By Andy Young
This week’s column marks the completion of four years’ worth of weekly essays for this newspaper, each of which has contained exactly 600 words. So … why 600? Why not 400, or 700, or 567, or some other random number?
The explanation goes back to late 2003, when I wrote a letter to the editor of the Community Leader, a free weekly newspaper in Falmouth. The subject was the Boston Red Sox, the baseball team New England, or at least the portion of it east of the Connecticut River, is irrationally smitten with. The Sox had just lost yet another playoff series, extending their championship-less streak to an unfathomable 86 seasons. To make matters worse, their latest excruciating defeat had come at the hands of their arch-rivals, the lordly, arrogant, and maddeningly successful New York Yankees.
In the aftermath, an overwrought Red Sox Nation blamed the soul-crushing defeat on manager Grady Little’s decision to leave his tiring ace, Pedro Martinez, on the mound for too long, allowing the Yankees to tie the game in the 8th inning. That set the stage for Aaron Boone’s decisive home run in the bottom of the 11th.
Twelve days later Little was discharged, which prompted me to dash off a letter to a local daily newspaper, the Falmouth (ME) Community Leader. In it I excoriated Red Sox fans for their overwrought reaction, and concluded by predicting Grady Little would get himself a World Series ring a whole lot sooner than Boston’s American League team would.
Naturally the Red Sox ended their championship drought the following fall. But while my letter’s publication ultimately revealed that I didn’t know any more about baseball than those histrionic Red Sox aficionados I had taken to task for their irrationality did, it also caught the attention of the Community Leader’s editor, who asked me if I’d consider writing a weekly column for the paper.
A chance to sound off in print on whatever subject(s) I cared to write about? Sign me up!
When the Community Leader went belly-up a couple of years later, I signed on with another free weekly, the Yarmouth Notes, to do a monthly column. That led to periodic pieces in an actual daily paper, the Biddeford Journal Tribune. But when each of those publications became defunct, I was left platformless.
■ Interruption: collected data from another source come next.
//! OpenFlow 1.0 wire codec.
//!
//! Encodes and decodes the subset of OpenFlow 1.0 the COIN controller speaks
//! with an Open vSwitch datapath:
//!
//! - [`Message`]: the decoded message set (hello, echo, features, port
//!   status, packet in/out, flow-mod, barrier, error)
//! - [`OfpMatch`]: the 40-byte match structure with wildcard derivation
//! - [`PhyPort`]: the 48-byte physical port descriptor
//! - [`OfpFrameCodec`]: a `tokio_util` codec that splits a byte stream into
//!   frames on the header length field
//! - [`packet`]: just enough Ethernet/ARP parsing to classify packet-ins
//!
//! # Example
//!
//! ```
//! use coin_openflow::{Message, next_xid};
//!
//! let bytes = Message::Hello.encode(next_xid()).unwrap();
//! let (_, decoded) = Message::decode(&bytes).unwrap();
//! assert_eq!(decoded, Message::Hello);
//! ```

pub mod action;
pub mod codec;
pub mod consts;
pub mod error;
pub mod header;
pub mod message;
pub mod ofmatch;
pub mod packet;
pub mod port;
mod xid;

pub use action::Action;
pub use codec::OfpFrameCodec;
pub use error::{CodecError, CodecResult};
pub use header::{Header, MsgType};
pub use message::{
    ErrorMsg, FlowMod, FlowModCommand, FlowRemoved, Message, PacketIn, PacketOut, PortReason,
    PortStatus, SwitchConfig, SwitchFeatures,
};
pub use ofmatch::{IpPrefix, OfpMatch};
pub use port::PhyPort;
pub use xid::next_xid;
//! Common infrastructure for the COIN controller.
//!
//! - [`shell`]: shell command execution with proper quoting
//! - [`store`]: the shared key-value state store and its key layout
//! - [`error`]: error types shared by both
//!
//! # Example
//!
//! ```ignore
//! use coin_common::shell::{self, IP_CMD, shellquote};
//!
//! async fn link_up(name: &str) -> coin_common::CoinCommonResult<()> {
//!     let cmd = format!("{} link set dev {} up", IP_CMD, shellquote(name));
//!     shell::exec_or_throw(&cmd).await?;
//!     Ok(())
//! }
//! ```

pub mod error;
pub mod shell;
pub mod store;

pub use error::{CoinCommonError, CoinCommonResult};
pub use store::{MemoryStore, RedisStore, StateStore};
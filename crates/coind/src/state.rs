//! Process-wide controller configuration.
//!
//! A flat map of string keys to JSON values. `"mode"` is the only key with
//! defined semantics; the server core owns writes to it, everything else
//! only reads. The map is passed by reference, never shared globally.

use serde_json::Value;
use std::collections::BTreeMap;

/// Key under which the operating mode description is kept.
pub const MODE_KEY: &str = "mode";

#[derive(Debug, Clone, Default)]
pub struct CoinConfig {
    values: BTreeMap<String, Value>,
}

impl CoinConfig {
    pub fn new() -> Self {
        let mut values = BTreeMap::new();
        values.insert(MODE_KEY.to_string(), Value::Null);
        Self { values }
    }

    pub fn set(&mut self, name: &str, value: impl Into<Value>) {
        self.values.insert(name.to_string(), value.into());
    }

    /// Sets `name` only if it has never been set.
    pub fn set_if_none(&mut self, name: &str, value: impl Into<Value>) {
        self.values
            .entry(name.to_string())
            .or_insert_with(|| value.into());
    }

    pub fn get(&self, name: &str) -> Option<&Value> {
        self.values.get(name)
    }

    /// The mode as reported to clients; `"None"` until a driver sets it.
    pub fn mode(&self) -> String {
        match self.values.get(MODE_KEY) {
            Some(Value::String(mode)) => mode.clone(),
            Some(Value::Null) | None => "None".to_string(),
            Some(other) => other.to_string(),
        }
    }
}
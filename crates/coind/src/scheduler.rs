//! Delayed delivery of NAT probes.
//!
//! A probe is a [`ProbeTask`] handed to a [`ProbeScheduler`] together with a
//! delay. When the delay elapses the task comes back to the dispatch task as
//! [`CoinEvent::Probe`]. Every scheduled task yields a [`ProbeHandle`] that
//! cancels it.

use std::fmt;
use std::net::Ipv4Addr;
use std::time::Duration;
use tokio::task::AbortHandle;
use tracing::trace;

use crate::event::{CoinEvent, EventSender};

/// What a probe looks for.
#[derive(Debug, Clone, PartialEq, Eq, Hash)]
pub enum ProbeKind {
    /// Gateway learned by DHCP on the mirror of `interface`
    Route { interface: String, mirror: String },
    /// Hardware address of `ip`, reached through `interface`
    Arp { ip: Ipv4Addr, interface: String },
}

impl ProbeKind {
    /// Key identifying the subject of the probe; at most one probe per
    /// subject is outstanding.
    pub fn subject(&self) -> String {
        match self {
            ProbeKind::Route { interface, .. } => format!("route:{}", interface),
            ProbeKind::Arp { ip, .. } => format!("arp:{}", ip),
        }
    }
}

impl fmt::Display for ProbeKind {
    fn fmt(&self, f: &mut fmt::Formatter<'_>) -> fmt::Result {
        match self {
            ProbeKind::Route { interface, mirror } => {
                write!(f, "route probe of {} via {}", interface, mirror)
            }
            ProbeKind::Arp { ip, interface } => write!(f, "ARP probe of {} via {}", ip, interface),
        }
    }
}

/// A probe and the number of failed attempts so far.
#[derive(Debug, Clone, PartialEq, Eq)]
pub struct ProbeTask {
    pub kind: ProbeKind,
    pub attempts: u32,
}

impl ProbeTask {
    pub fn new(kind: ProbeKind) -> Self {
        Self { kind, attempts: 0 }
    }

    /// The same probe after one more failure.
    pub fn retried(&self) -> Self {
        Self {
            kind: self.kind.clone(),
            attempts: self.attempts + 1,
        }
    }
}

/// Cancels a scheduled probe when asked to.
#[derive(Debug, Default)]
pub struct ProbeHandle {
    abort: Option<AbortHandle>,
}

impl ProbeHandle {
    pub fn new(abort: AbortHandle) -> Self {
        Self { abort: Some(abort) }
    }

    /// A handle with nothing to cancel.
    pub fn detached() -> Self {
        Self::default()
    }

    pub fn cancel(&self) {
        if let Some(abort) = &self.abort {
            abort.abort();
        }
    }

    /// True once the probe was delivered or cancelled.
    pub fn is_finished(&self) -> bool {
        self.abort.as_ref().map_or(true, AbortHandle::is_finished)
    }
}

pub trait ProbeScheduler: Send + Sync {
    /// Delivers `task` back to the dispatch task after `delay`.
    fn schedule(&self, task: ProbeTask, delay: Duration) -> ProbeHandle;
}

/// Scheduler backed by tokio timers posting into the dispatch channel.
#[derive(Debug, Clone)]
pub struct TokioScheduler {
    events: EventSender,
}

impl TokioScheduler {
    pub fn new(events: EventSender) -> Self {
        Self { events }
    }
}

impl ProbeScheduler for TokioScheduler {
    fn schedule(&self, task: ProbeTask, delay: Duration) -> ProbeHandle {
        trace!(probe = %task.kind, attempts = task.attempts, ?delay, "Scheduling probe");
        let events = self.events.clone();
        let join = tokio::spawn(async move {
            if !delay.is_zero() {
                tokio::time::sleep(delay).await;
            }
            // The receiver is gone only during shutdown.
            let _ = events.send(CoinEvent::Probe(task));
        });
        ProbeHandle::new(join.abort_handle())
    }
}

#[cfg(test)]
mod tests {
    use super::*;
    use crate::event;
    use pretty_assertions::assert_eq;

    fn route() -> ProbeKind {
        ProbeKind::Route {
            interface: "eth1".to_string(),
            mirror: "c-eth1".to_string(),
        }
    }

    #[test]
    fn test_retried_counts_attempts() {
        let task = ProbeTask::new(route()).retried().retried();
        assert_eq!(task.attempts, 2);
        assert_eq!(task.kind, route());
    }

    #[test]
    fn test_subject() {
        assert_eq!(route().subject(), "route:eth1");
        let arp = ProbeKind::Arp {
            ip: Ipv4Addr::new(10, 0, 0, 1),
            interface: "c-eth1".to_string(),
        };
        assert_eq!(arp.subject(), "arp:10.0.0.1");
    }

    #[tokio::test]
    async fn test_tokio_scheduler_delivers() {
        let (tx, mut rx) = event::channel();
        let scheduler = TokioScheduler::new(tx);

        scheduler.schedule(ProbeTask::new(route()), Duration::ZERO);
        match rx.recv().await {
            Some(CoinEvent::Probe(task)) => assert_eq!(task.kind, route()),
            other => panic!("unexpected event {:?}", other),
        }
    }

    #[tokio::test]
    async fn test_cancelled_probe_never_fires() {
        let (tx, mut rx) = event::channel();
        let scheduler = TokioScheduler::new(tx);

        let handle = scheduler.schedule(ProbeTask::new(route()), Duration::from_millis(50));
        handle.cancel();
        tokio::time::sleep(Duration::from_millis(100)).await;

        drop(scheduler);
        assert!(rx.recv().await.is_none());
        assert!(handle.is_finished());
    }

    #[test]
    fn test_detached_handle() {
        let handle = ProbeHandle::detached();
        handle.cancel();
        assert!(handle.is_finished());
    }
}
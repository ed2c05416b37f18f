//! Multi-homing through NAT mirrors.
//!
//! Every primary uplink gets a mirror: a local interface pair whose client
//! side carries the primary's MAC and runs the DHCP client, while the
//! primary itself loses its address. ARP and DHCP are bridged between
//! primary and mirror by permanent flow entries. Once the mirror has a
//! lease, probes learn its gateway and the gateway's MAC, and every default
//! route is pinned to the single `local` client interface.

mod driver;
mod probe;

pub use driver::{NatDriver, LOCAL_NAME};
pub use probe::ProbeOutcome;

use coin_types::{Ipv4Range, MacAddress};
use std::net::Ipv4Addr;
use std::time::Duration;

use crate::config::CoindConfig;
use crate::error::Result;

/// Settings of the NAT driver.
#[derive(Debug, Clone, PartialEq, Eq)]
pub struct NatSettings {
    pub datapath: String,
    /// Address and prefix of the local client interface
    pub inner_addr: Ipv4Range,
    pub inner_gateway: Ipv4Addr,
    /// MAC pinned for the inner gateway; the switch side of the local
    /// interface when unset
    pub gateway_mac: Option<MacAddress>,
    pub max_retry: u32,
    pub retry_delay: Duration,
}

impl NatSettings {
    pub fn from_config(config: &CoindConfig) -> Result<Self> {
        Ok(Self {
            datapath: config.fabric.datapath.clone(),
            inner_addr: Ipv4Range::with_prefix_len(config.nat.inner_addr, config.nat.inner_prefix_len)?,
            inner_gateway: config.nat.inner_gateway,
            gateway_mac: config.nat.gateway_mac,
            max_retry: config.nat.max_retry,
            retry_delay: config.retry_delay(),
        })
    }
}
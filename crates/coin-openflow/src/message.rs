//! OpenFlow 1.0 messages.

use byteorder::{BigEndian, ReadBytesExt};
use bytes::{BufMut, Bytes, BytesMut};
use std::io::{Cursor, Read};

use crate::action::Action;
use crate::consts::{OFP_HEADER_LEN, OFP_MATCH_LEN, OFP_NO_BUFFER, OFP_PHY_PORT_LEN};
use crate::error::{CodecError, CodecResult};
use crate::header::{Header, MsgType};
use crate::ofmatch::OfpMatch;
use crate::port::PhyPort;

/// Error reported by the switch.
#[derive(Debug, Clone, PartialEq, Eq)]
pub struct ErrorMsg {
    pub err_type: u16,
    pub code: u16,
    pub data: Vec<u8>,
}

/// Switch features.
#[derive(Debug, Clone, PartialEq, Eq)]
pub struct SwitchFeatures {
    pub datapath_id: u64,
    pub n_buffers: u32,
    pub n_tables: u8,
    pub capabilities: u32,
    pub actions: u32,
    pub ports: Vec<PhyPort>,
}

/// Switch configuration set by the controller.
#[derive(Debug, Clone, Copy, PartialEq, Eq)]
pub struct SwitchConfig {
    pub flags: u16,
    pub miss_send_len: u16,
}

/// A packet received by the datapath and sent to the controller.
#[derive(Debug, Clone, PartialEq, Eq)]
pub struct PacketIn {
    pub buffer_id: u32,
    pub total_len: u16,
    pub in_port: u16,
    pub reason: u8,
    pub data: Vec<u8>,
}

/// A packet sent from the controller.
#[derive(Debug, Clone, PartialEq, Eq)]
pub struct PacketOut {
    pub buffer_id: u32,
    pub in_port: u16,
    pub actions: Vec<Action>,
    pub data: Vec<u8>,
}

/// Type of modification to perform on a flow table.
#[repr(u16)]
#[derive(Debug, Clone, Copy, PartialEq, Eq, Hash)]
pub enum FlowModCommand {
    Add = 0,
    Modify = 1,
    ModifyStrict = 2,
    Delete = 3,
    DeleteStrict = 4,
}

impl TryFrom<u16> for FlowModCommand {
    type Error = CodecError;

    fn try_from(value: u16) -> Result<Self, Self::Error> {
        Ok(match value {
            0 => FlowModCommand::Add,
            1 => FlowModCommand::Modify,
            2 => FlowModCommand::ModifyStrict,
            3 => FlowModCommand::Delete,
            4 => FlowModCommand::DeleteStrict,
            other => {
                return Err(CodecError::InvalidValue {
                    field: "flow_mod command",
                    value: u32::from(other),
                })
            }
        })
    }
}

/// A modification to the flow table.
#[derive(Debug, Clone, PartialEq, Eq)]
pub struct FlowMod {
    pub ofp_match: OfpMatch,
    pub cookie: u64,
    pub command: FlowModCommand,
    pub idle_timeout: u16,
    pub hard_timeout: u16,
    pub priority: u16,
    pub buffer_id: u32,
    pub out_port: u16,
    pub flags: u16,
    pub actions: Vec<Action>,
}

/// A flow removed from the switch table.
#[derive(Debug, Clone, PartialEq, Eq)]
pub struct FlowRemoved {
    pub ofp_match: OfpMatch,
    pub cookie: u64,
    pub priority: u16,
    pub reason: u8,
    pub duration_sec: u32,
    pub duration_nsec: u32,
    pub idle_timeout: u16,
    pub packet_count: u64,
    pub byte_count: u64,
}

/// What changed about a port.
#[repr(u8)]
#[derive(Debug, Clone, Copy, PartialEq, Eq, Hash)]
pub enum PortReason {
    Add = 0,
    Delete = 1,
    Modify = 2,
}

impl TryFrom<u8> for PortReason {
    type Error = CodecError;

    fn try_from(value: u8) -> Result<Self, Self::Error> {
        match value {
            0 => Ok(PortReason::Add),
            1 => Ok(PortReason::Delete),
            2 => Ok(PortReason::Modify),
            other => Err(CodecError::InvalidValue {
                field: "port_status reason",
                value: u32::from(other),
            }),
        }
    }
}

/// Asynchronous port change notification.
#[derive(Debug, Clone, PartialEq, Eq)]
pub struct PortStatus {
    pub reason: PortReason,
    pub desc: PhyPort,
}

/// Decoded OpenFlow message.
#[derive(Debug, Clone, PartialEq, Eq)]
pub enum Message {
    Hello,
    Error(ErrorMsg),
    EchoRequest(Vec<u8>),
    EchoReply(Vec<u8>),
    FeaturesRequest,
    FeaturesReply(SwitchFeatures),
    SetConfig(SwitchConfig),
    PacketIn(PacketIn),
    FlowRemoved(FlowRemoved),
    PortStatus(PortStatus),
    PacketOut(PacketOut),
    FlowMod(FlowMod),
    BarrierRequest,
    BarrierReply,
}

impl Message {
    pub fn msg_type(&self) -> MsgType {
        match self {
            Message::Hello => MsgType::Hello,
            Message::Error(_) => MsgType::Error,
            Message::EchoRequest(_) => MsgType::EchoRequest,
            Message::EchoReply(_) => MsgType::EchoReply,
            Message::FeaturesRequest => MsgType::FeaturesRequest,
            Message::FeaturesReply(_) => MsgType::FeaturesReply,
            Message::SetConfig(_) => MsgType::SetConfig,
            Message::PacketIn(_) => MsgType::PacketIn,
            Message::FlowRemoved(_) => MsgType::FlowRemoved,
            Message::PortStatus(_) => MsgType::PortStatus,
            Message::PacketOut(_) => MsgType::PacketOut,
            Message::FlowMod(_) => MsgType::FlowMod,
            Message::BarrierRequest => MsgType::BarrierRequest,
            Message::BarrierReply => MsgType::BarrierReply,
        }
    }

    /// Encodes the message as one frame carrying `xid`.
    pub fn encode(&self, xid: u32) -> CodecResult<Bytes> {
        let mut body = BytesMut::new();
        self.write_body(&mut body);

        let total = OFP_HEADER_LEN + body.len();
        let length = u16::try_from(total).map_err(|_| CodecError::BadLength {
            what: "message",
            length: total,
        })?;

        let mut out = BytesMut::with_capacity(total);
        Header::new(self.msg_type(), length, xid).write(&mut out);
        out.extend_from_slice(&body);
        Ok(out.freeze())
    }

    fn write_body(&self, buf: &mut BytesMut) {
        match self {
            Message::Hello
            | Message::FeaturesRequest
            | Message::BarrierRequest
            | Message::BarrierReply => {}
            Message::Error(err) => {
                buf.put_u16(err.err_type);
                buf.put_u16(err.code);
                buf.put_slice(&err.data);
            }
            Message::EchoRequest(data) | Message::EchoReply(data) => buf.put_slice(data),
            Message::FeaturesReply(features) => {
                buf.put_u64(features.datapath_id);
                buf.put_u32(features.n_buffers);
                buf.put_u8(features.n_tables);
                buf.put_bytes(0, 3);
                buf.put_u32(features.capabilities);
                buf.put_u32(features.actions);
                for port in &features.ports {
                    port.write(buf);
                }
            }
            Message::SetConfig(config) => {
                buf.put_u16(config.flags);
                buf.put_u16(config.miss_send_len);
            }
            Message::PacketIn(pkt) => {
                buf.put_u32(pkt.buffer_id);
                buf.put_u16(pkt.total_len);
                buf.put_u16(pkt.in_port);
                buf.put_u8(pkt.reason);
                buf.put_u8(0);
                buf.put_slice(&pkt.data);
            }
            Message::FlowRemoved(removed) => {
                removed.ofp_match.write(buf);
                buf.put_u64(removed.cookie);
                buf.put_u16(removed.priority);
                buf.put_u8(removed.reason);
                buf.put_u8(0);
                buf.put_u32(removed.duration_sec);
                buf.put_u32(removed.duration_nsec);
                buf.put_u16(removed.idle_timeout);
                buf.put_bytes(0, 2);
                buf.put_u64(removed.packet_count);
                buf.put_u64(removed.byte_count);
            }
            Message::PortStatus(status) => {
                buf.put_u8(status.reason as u8);
                buf.put_bytes(0, 7);
                status.desc.write(buf);
            }
            Message::PacketOut(pkt) => {
                buf.put_u32(pkt.buffer_id);
                buf.put_u16(pkt.in_port);
                buf.put_u16(Action::list_len(&pkt.actions) as u16);
                for action in &pkt.actions {
                    action.write(buf);
                }
                if pkt.buffer_id == OFP_NO_BUFFER {
                    buf.put_slice(&pkt.data);
                }
            }
            Message::FlowMod(fm) => {
                fm.ofp_match.write(buf);
                buf.put_u64(fm.cookie);
                buf.put_u16(fm.command as u16);
                buf.put_u16(fm.idle_timeout);
                buf.put_u16(fm.hard_timeout);
                buf.put_u16(fm.priority);
                buf.put_u32(fm.buffer_id);
                buf.put_u16(fm.out_port);
                buf.put_u16(fm.flags);
                for action in &fm.actions {
                    action.write(buf);
                }
            }
        }
    }

    /// Decodes one complete frame.
    ///
    /// Bytes past the length announced in the header are ignored.
    pub fn decode(frame: &[u8]) -> CodecResult<(Header, Message)> {
        let header = Header::parse(frame)?;
        let length = usize::from(header.length);
        CodecError::ensure("frame", length, frame.len())?;
        let body = &frame[OFP_HEADER_LEN..length];

        let message = match header.msg_type {
            MsgType::Hello => Message::Hello,
            MsgType::FeaturesRequest => Message::FeaturesRequest,
            MsgType::BarrierRequest => Message::BarrierRequest,
            MsgType::BarrierReply => Message::BarrierReply,
            MsgType::EchoRequest => Message::EchoRequest(body.to_vec()),
            MsgType::EchoReply => Message::EchoReply(body.to_vec()),
            MsgType::Error => Message::Error(decode_error(body)?),
            MsgType::FeaturesReply => Message::FeaturesReply(decode_features(body)?),
            MsgType::SetConfig => Message::SetConfig(decode_set_config(body)?),
            MsgType::PacketIn => Message::PacketIn(decode_packet_in(body)?),
            MsgType::FlowRemoved => Message::FlowRemoved(decode_flow_removed(body)?),
            MsgType::PortStatus => Message::PortStatus(decode_port_status(body)?),
            MsgType::PacketOut => Message::PacketOut(decode_packet_out(body)?),
            MsgType::FlowMod => Message::FlowMod(decode_flow_mod(body)?),
            other => return Err(CodecError::Unsupported(other)),
        };
        Ok((header, message))
    }
}

fn rest(cur: &Cursor<&[u8]>) -> Vec<u8> {
    let pos = cur.position() as usize;
    cur.get_ref()[pos..].to_vec()
}

fn decode_error(body: &[u8]) -> CodecResult<ErrorMsg> {
    CodecError::ensure("error", 4, body.len())?;
    let mut cur = Cursor::new(body);
    let err_type = cur.read_u16::<BigEndian>()?;
    let code = cur.read_u16::<BigEndian>()?;
    Ok(ErrorMsg {
        err_type,
        code,
        data: rest(&cur),
    })
}

fn decode_features(body: &[u8]) -> CodecResult<SwitchFeatures> {
    CodecError::ensure("features_reply", 24, body.len())?;
    let mut cur = Cursor::new(body);
    let datapath_id = cur.read_u64::<BigEndian>()?;
    let n_buffers = cur.read_u32::<BigEndian>()?;
    let n_tables = cur.read_u8()?;
    let mut pad = [0u8; 3];
    cur.read_exact(&mut pad)?;
    let capabilities = cur.read_u32::<BigEndian>()?;
    let actions = cur.read_u32::<BigEndian>()?;
    let ports = PhyPort::parse_list(&body[24..])?;
    Ok(SwitchFeatures {
        datapath_id,
        n_buffers,
        n_tables,
        capabilities,
        actions,
        ports,
    })
}

fn decode_set_config(body: &[u8]) -> CodecResult<SwitchConfig> {
    CodecError::ensure("set_config", 4, body.len())?;
    let mut cur = Cursor::new(body);
    Ok(SwitchConfig {
        flags: cur.read_u16::<BigEndian>()?,
        miss_send_len: cur.read_u16::<BigEndian>()?,
    })
}

fn decode_packet_in(body: &[u8]) -> CodecResult<PacketIn> {
    CodecError::ensure("packet_in", 10, body.len())?;
    let mut cur = Cursor::new(body);
    let buffer_id = cur.read_u32::<BigEndian>()?;
    let total_len = cur.read_u16::<BigEndian>()?;
    let in_port = cur.read_u16::<BigEndian>()?;
    let reason = cur.read_u8()?;
    cur.read_u8()?;
    Ok(PacketIn {
        buffer_id,
        total_len,
        in_port,
        reason,
        data: rest(&cur),
    })
}

fn decode_flow_removed(body: &[u8]) -> CodecResult<FlowRemoved> {
    CodecError::ensure("flow_removed", 80, body.len())?;
    let ofp_match = OfpMatch::parse(body)?;
    let mut cur = Cursor::new(&body[OFP_MATCH_LEN..]);
    let cookie = cur.read_u64::<BigEndian>()?;
    let priority = cur.read_u16::<BigEndian>()?;
    let reason = cur.read_u8()?;
    cur.read_u8()?;
    let duration_sec = cur.read_u32::<BigEndian>()?;
    let duration_nsec = cur.read_u32::<BigEndian>()?;
    let idle_timeout = cur.read_u16::<BigEndian>()?;
    cur.read_u16::<BigEndian>()?;
    Ok(FlowRemoved {
        ofp_match,
        cookie,
        priority,
        reason,
        duration_sec,
        duration_nsec,
        idle_timeout,
        packet_count: cur.read_u64::<BigEndian>()?,
        byte_count: cur.read_u64::<BigEndian>()?,
    })
}

fn decode_port_status(body: &[u8]) -> CodecResult<PortStatus> {
    CodecError::ensure("port_status", 8 + OFP_PHY_PORT_LEN, body.len())?;
    Ok(PortStatus {
        reason: PortReason::try_from(body[0])?,
        desc: PhyPort::parse(&body[8..])?,
    })
}

fn decode_packet_out(body: &[u8]) -> CodecResult<PacketOut> {
    CodecError::ensure("packet_out", 8, body.len())?;
    let mut cur = Cursor::new(body);
    let buffer_id = cur.read_u32::<BigEndian>()?;
    let in_port = cur.read_u16::<BigEndian>()?;
    let actions_len = usize::from(cur.read_u16::<BigEndian>()?);
    CodecError::ensure("packet_out actions", 8 + actions_len, body.len())?;
    let actions = Action::parse_list(&body[8..8 + actions_len])?;
    Ok(PacketOut {
        buffer_id,
        in_port,
        actions,
        data: body[8 + actions_len..].to_vec(),
    })
}

fn decode_flow_mod(body: &[u8]) -> CodecResult<FlowMod> {
    CodecError::ensure("flow_mod", 64, body.len())?;
    let ofp_match = OfpMatch::parse(body)?;
    let mut cur = Cursor::new(&body[OFP_MATCH_LEN..]);
    let cookie = cur.read_u64::<BigEndian>()?;
    let command = FlowModCommand::try_from(cur.read_u16::<BigEndian>()?)?;
    let idle_timeout = cur.read_u16::<BigEndian>()?;
    let hard_timeout = cur.read_u16::<BigEndian>()?;
    let priority = cur.read_u16::<BigEndian>()?;
    let buffer_id = cur.read_u32::<BigEndian>()?;
    let out_port = cur.read_u16::<BigEndian>()?;
    let flags = cur.read_u16::<BigEndian>()?;
    Ok(FlowMod {
        ofp_match,
        cookie,
        command,
        idle_timeout,
        hard_timeout,
        priority,
        buffer_id,
        out_port,
        flags,
        actions: Action::parse_list(&body[64..])?,
    })
}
Then I had an epiphany. As an English teacher, one of my responsibilities is convincing students that adherence to the “three C’s” (clear, complete, and concise) is what makes effective writers.
Why it hadn’t occurred to me before I cannot say, but I realized that striving for clarity, completeness, and conciseness would serve me just as well as it does high school students who care enough about their writing to put in actual effort. The first 200 or so words of every column I had written consisted of me writing about what I was about to write about. It was the equivalent of the start of my long-ago high school gym classes, where the whole point of doing 15 jumping jacks, 10 pushups, and two laps around the gym wasn’t the exercises themselves: it was about warming up our muscles for what was coming next.
After a writing hiatus of 18 months or so I was contacted by Ed Pierce, who had been running the Journal Tribune at the time of its demise. He had resurfaced as Managing Editor of The Windham Eagle, a print weekly that was attempting to grow rather than disappear, and he asked if I’d consider contributing an occasional column. The rest is ongoing history, in 600-word installments.